• [Aim of the exercise]: Begin at the first line below and copy each line exactly, ending with the line where "fn validate(&self) ->" appears.

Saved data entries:
*** Begin section ***
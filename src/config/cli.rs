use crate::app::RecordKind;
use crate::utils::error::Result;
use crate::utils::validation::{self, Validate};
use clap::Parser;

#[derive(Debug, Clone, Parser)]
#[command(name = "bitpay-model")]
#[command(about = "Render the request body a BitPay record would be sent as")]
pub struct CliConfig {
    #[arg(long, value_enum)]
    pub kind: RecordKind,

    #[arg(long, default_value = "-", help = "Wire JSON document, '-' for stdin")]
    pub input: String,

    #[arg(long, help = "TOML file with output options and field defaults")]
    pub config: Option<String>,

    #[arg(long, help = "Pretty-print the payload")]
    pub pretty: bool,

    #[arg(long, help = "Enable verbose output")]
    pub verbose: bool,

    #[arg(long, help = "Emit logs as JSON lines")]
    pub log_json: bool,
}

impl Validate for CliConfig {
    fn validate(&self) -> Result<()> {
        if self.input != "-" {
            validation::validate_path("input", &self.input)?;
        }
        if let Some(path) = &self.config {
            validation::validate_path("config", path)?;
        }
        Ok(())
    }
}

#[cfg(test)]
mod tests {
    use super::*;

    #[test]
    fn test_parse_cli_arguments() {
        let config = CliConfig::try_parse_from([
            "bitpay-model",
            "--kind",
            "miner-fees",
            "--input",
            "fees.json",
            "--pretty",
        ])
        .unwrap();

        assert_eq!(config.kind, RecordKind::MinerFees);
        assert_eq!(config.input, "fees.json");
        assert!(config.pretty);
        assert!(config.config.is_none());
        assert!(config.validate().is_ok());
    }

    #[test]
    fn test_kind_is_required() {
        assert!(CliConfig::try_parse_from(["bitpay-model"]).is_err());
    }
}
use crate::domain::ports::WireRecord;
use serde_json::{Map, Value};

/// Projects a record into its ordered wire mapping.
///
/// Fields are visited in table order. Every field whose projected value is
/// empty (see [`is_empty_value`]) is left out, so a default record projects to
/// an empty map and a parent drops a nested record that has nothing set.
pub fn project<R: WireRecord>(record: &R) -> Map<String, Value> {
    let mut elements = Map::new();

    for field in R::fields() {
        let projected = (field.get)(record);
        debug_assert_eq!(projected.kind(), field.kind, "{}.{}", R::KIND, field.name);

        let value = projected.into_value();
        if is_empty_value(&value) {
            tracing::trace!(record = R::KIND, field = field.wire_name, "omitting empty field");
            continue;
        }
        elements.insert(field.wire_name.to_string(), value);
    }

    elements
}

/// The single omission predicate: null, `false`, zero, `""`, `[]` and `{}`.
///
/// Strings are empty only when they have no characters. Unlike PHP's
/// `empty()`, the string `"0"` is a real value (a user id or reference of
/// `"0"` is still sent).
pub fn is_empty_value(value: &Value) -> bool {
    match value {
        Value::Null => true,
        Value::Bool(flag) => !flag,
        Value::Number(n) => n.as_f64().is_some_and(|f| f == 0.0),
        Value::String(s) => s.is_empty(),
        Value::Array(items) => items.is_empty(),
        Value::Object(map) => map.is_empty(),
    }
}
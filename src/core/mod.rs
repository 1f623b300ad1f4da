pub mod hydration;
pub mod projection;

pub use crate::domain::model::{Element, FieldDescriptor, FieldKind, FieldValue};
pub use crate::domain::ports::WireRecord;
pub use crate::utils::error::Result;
*** End section ***
• [Answer box]:
filename src/config/cli.rs
use crate::app::RecordKind;
use crate::utils::error::Result;
use crate::utils::validation::{self, Validate};
use clap::Parser;

#[derive(Debug, Clone, Parser)]
#[command(name = "bitpay-model")]
#[command(about = "Render the request body a BitPay record would be sent as")]
pub struct CliConfig {
    #[arg(long, value_enum)]
    pub kind: RecordKind,

    #[arg(long, default_value = "-", help = "Wire JSON document, '-' for stdin")]
    pub input: String,

    #[arg(long, help = "TOML file with output options and field defaults")]
    pub config: Option<String>,

    #[arg(long, help = "Pretty-print the payload")]
    pub pretty: bool,

    #[arg(long, help = "Enable verbose output")]
    pub verbose: bool,

    #[arg(long, help = "Emit logs as JSON lines")]
    pub log_json: bool,
}

impl Validate for CliConfig {
    fn validate(&self) -> Result<()> {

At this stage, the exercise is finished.